* [Brief] How do the records below read from their first line through the line containing "search_debounce_ms = 150"? Write those lines out exactly.

(Dataset entries)
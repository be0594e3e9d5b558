//! Tests for configuration file loading.

use super::*;
use serial_test::serial;
use std::env;
use std::fs;

#[test]
fn default_config_path_returns_some_path() {
    let path = default_config_path();
    assert!(
        path.is_some(),
        "default_config_path should return Some on supported platforms"
    );
}

#[test]
fn default_config_path_contains_rostergrid_config_toml() {
    let path = default_config_path().expect("Should have default path");
    let path_str = path.to_string_lossy();
    assert!(
        path_str.contains("rostergrid") && path_str.ends_with("config.toml"),
        "Path should contain 'rostergrid' and end with 'config.toml', got: {}",
        path_str
    );
}

#[test]
fn default_log_path_ends_with_rostergrid_log() {
    let path = default_log_path();
    assert!(
        path.to_string_lossy().ends_with("rostergrid.log"),
        "Default log path should end with 'rostergrid.log', got: {:?}",
        path
    );
}

#[test]
fn load_config_file_returns_ok_none_for_missing_file() {
    let result = load_config_file("/nonexistent/path/to/config.toml");
    assert_eq!(
        result,
        Ok(None),
        "Missing config file should return Ok(None), not an error"
    );
}

#[test]
fn load_config_file_parses_valid_toml() {
    let config_path = env::temp_dir().join("rostergrid_test_config.toml");

    let toml_content = r#"
page_size = 50
overscan = 8
search_debounce_ms = 150
virtualized = false
reorder_mode = "on_drop"
show_export = false
"#;

    fs::write(&config_path, toml_content).expect("Failed to write test config");

    let config = load_config_file(&config_path)
        .expect("Should successfully parse valid TOML")
        .expect("Should return Some(ConfigFile) for existing file");

    assert_eq!(config.page_size, Some(50));
    assert_eq!(config.overscan, Some(8));
    assert_eq!(config.search_debounce_ms, Some(150));
    assert_eq!(config.virtualized, Some(false));
    assert_eq!(config.reorder_mode, Some(ReorderMode::OnDrop));
    assert_eq!(config.show_export, Some(false));
    assert_eq!(config.editable, None);

    fs::remove_file(config_path).ok();
}

#[test]
fn load_config_file_returns_error_for_invalid_toml() {
    let config_path = env::temp_dir().join("rostergrid_test_invalid.toml");
    fs::write(&config_path, "page_size = [unclosed").expect("Failed to write test config");

    let result = load_config_file(&config_path);

    assert!(
        matches!(result, Err(ConfigError::ParseError { .. })),
        "Invalid TOML should be a parse error, got {:?}",
        result
    );
    fs::remove_file(config_path).ok();
}

#[test]
fn config_file_rejects_unknown_fields() {
    let result: Result<ConfigFile, _> = toml::from_str("row_colour = \"blue\"");
    assert!(result.is_err(), "Unknown keys should be rejected");
}

#[test]
fn config_file_rejects_unknown_reorder_mode() {
    let result: Result<ConfigFile, _> = toml::from_str("reorder_mode = \"sometimes\"");
    assert!(result.is_err());
}

#[test]
fn merge_config_uses_defaults_when_none() {
    assert_eq!(merge_config(None), ResolvedConfig::default());
}

#[test]
fn merge_config_overrides_with_config_file_values() {
    let config_file = ConfigFile {
        page_size: Some(10),
        paginated: Some(false),
        show_search: Some(false),
        log_file_path: Some(PathBuf::from("/custom/path/to/app.log")),
        ..ConfigFile::default()
    };

    let resolved = merge_config(Some(config_file));

    assert_eq!(resolved.page_size, 10);
    assert!(!resolved.paginated);
    assert!(!resolved.toolbar.show_search);
    assert!(resolved.toolbar.show_export, "unset flags keep defaults");
    assert_eq!(resolved.log_file_path, PathBuf::from("/custom/path/to/app.log"));
}

#[test]
fn merge_config_ignores_zero_page_size() {
    let config_file = ConfigFile {
        page_size: Some(0),
        ..ConfigFile::default()
    };
    assert_eq!(merge_config(Some(config_file)).page_size, DEFAULT_PAGE_SIZE);
}

#[test]
fn resolved_config_default_has_expected_values() {
    let config = ResolvedConfig::default();

    assert_eq!(config.page_size, 25);
    assert_eq!(config.overscan, 3);
    assert_eq!(config.search_debounce_ms, 300);
    assert!(config.virtualized && config.paginated);
    assert!(config.selectable && config.expandable && config.editable);
    assert_eq!(config.reorder_mode, ReorderMode::Live);
}

#[test]
fn features_carry_resolved_values() {
    let config = ResolvedConfig {
        page_size: 7,
        search_debounce_ms: 40,
        editable: false,
        ..ResolvedConfig::default()
    };

    let features = config.features();

    assert_eq!(features.page_size, 7);
    assert_eq!(features.search_debounce, Duration::from_millis(40));
    assert!(!features.editable);
}

/// RAII guard to ensure environment variable cleanup even under test parallelism.
struct EnvGuard(&'static str);

impl EnvGuard {
    fn new(name: &'static str) -> Self {
        env::remove_var(name);
        EnvGuard(name)
    }
}

impl Drop for EnvGuard {
    fn drop(&mut self) {
        env::remove_var(self.0);
    }
}

#[test]
#[serial(rostergrid_page_size)]
fn apply_env_overrides_respects_page_size() {
    let _guard = EnvGuard::new(PAGE_SIZE_ENV);
    env::set_var(PAGE_SIZE_ENV, "40");

    let result = apply_env_overrides(ResolvedConfig::default());

    assert_eq!(result.page_size, 40);
}

#[test]
#[serial(rostergrid_page_size)]
fn apply_env_overrides_ignores_invalid_page_size() {
    let _guard = EnvGuard::new(PAGE_SIZE_ENV);
    let base = ResolvedConfig::default();

    for raw in ["0", "-3", "lots"] {
        env::set_var(PAGE_SIZE_ENV, raw);
        assert_eq!(apply_env_overrides(base.clone()), base, "{raw:?} should be ignored");
    }
}

#[test]
#[serial(rostergrid_page_size)]
fn apply_env_overrides_no_change_when_env_var_not_set() {
    let _guard = EnvGuard::new(PAGE_SIZE_ENV);
    let base = ResolvedConfig::default();
    assert_eq!(apply_env_overrides(base.clone()), base);
}

#[test]
#[serial(rostergrid_config)]
fn load_config_with_precedence_prefers_explicit_path() {
    let _guard = EnvGuard::new(CONFIG_ENV);
    let temp_dir = env::temp_dir();
    let explicit_path = temp_dir.join("rostergrid_explicit.toml");
    fs::write(&explicit_path, "page_size = 11").expect("Failed to write explicit config");
    let env_path = temp_dir.join("rostergrid_env.toml");
    fs::write(&env_path, "page_size = 22").expect("Failed to write env config");
    env::set_var(CONFIG_ENV, &env_path);

    let config = load_config_with_precedence(Some(explicit_path.clone()))
        .expect("valid config")
        .expect("config present");

    assert_eq!(
        config.page_size,
        Some(11),
        "Should use explicit path, not ROSTERGRID_CONFIG"
    );
    fs::remove_file(explicit_path).ok();
    fs::remove_file(env_path).ok();
}

#[test]
#[serial(rostergrid_config)]
fn load_config_with_precedence_uses_env_var_when_no_explicit_path() {
    let _guard = EnvGuard::new(CONFIG_ENV);
    let env_path = env::temp_dir().join("rostergrid_env_only.toml");
    fs::write(&env_path, "page_size = 33").expect("Failed to write env config");
    env::set_var(CONFIG_ENV, &env_path);

    let config = load_config_with_precedence(None)
        .expect("valid config")
        .expect("config present");

    assert_eq!(config.page_size, Some(33));
    fs::remove_file(env_path).ok();
}

#[test]
fn apply_cli_overrides_page_size() {
    let result = apply_cli_overrides(ResolvedConfig::default(), Some(5));
    assert_eq!(result.page_size, 5);
}

#[test]
fn apply_cli_overrides_no_overrides() {
    let base = ResolvedConfig::default();
    assert_eq!(apply_cli_overrides(base.clone(), None), base);
}

#[test]
#[serial(rostergrid_page_size)]
fn precedence_chain_file_then_env_then_cli() {
    let _guard = EnvGuard::new(PAGE_SIZE_ENV);
    let file = ConfigFile {
        page_size: Some(10),
        overscan: Some(1),
        ..ConfigFile::default()
    };

    let merged = merge_config(Some(file));
    assert_eq!(merged.page_size, 10);

    env::set_var(PAGE_SIZE_ENV, "20");
    let with_env = apply_env_overrides(merged);
    assert_eq!(with_env.page_size, 20);

    let with_cli = apply_cli_overrides(with_env, Some(30));
    assert_eq!(with_cli.page_size, 30);
    assert_eq!(with_cli.overscan, 1, "untouched fields keep the file value");
}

* [Result of the task]
repository be0594e3e9d5b558
//! Tests for configuration file loading.

use super::*;
use serial_test::serial;
use std::env;
use std::fs;

#[test]
fn default_config_path_returns_some_path() {
    let path = default_config_path();
    assert!(
        path.is_some(),
        "default_config_path should return Some on supported platforms"
    );
}

#[test]
fn default_config_path_contains_rostergrid_config_toml() {
    let path = default_config_path().expect("Should have default path");
    let path_str = path.to_string_lossy();
    assert!(
        path_str.contains("rostergrid") && path_str.ends_with("config.toml"),
        "Path should contain 'rostergrid' and end with 'config.toml', got: {}",
        path_str
    );
}

#[test]
fn default_log_path_ends_with_rostergrid_log() {
    let path = default_log_path();
    assert!(
        path.to_string_lossy().ends_with("rostergrid.log"),
        "Default log path should end with 'rostergrid.log', got: {:?}",
        path
    );
}

#[test]
fn load_config_file_returns_ok_none_for_missing_file() {
    let result = load_config_file("/nonexistent/path/to/config.toml");
    assert_eq!(
        result,
        Ok(None),
        "Missing config file should return Ok(None), not an error"
    );
}

#[test]
fn load_config_file_parses_valid_toml() {
    let config_path = env::temp_dir().join("rostergrid_test_config.toml");

    let toml_content = r#"
page_size = 50
overscan = 8
search_debounce_ms = 150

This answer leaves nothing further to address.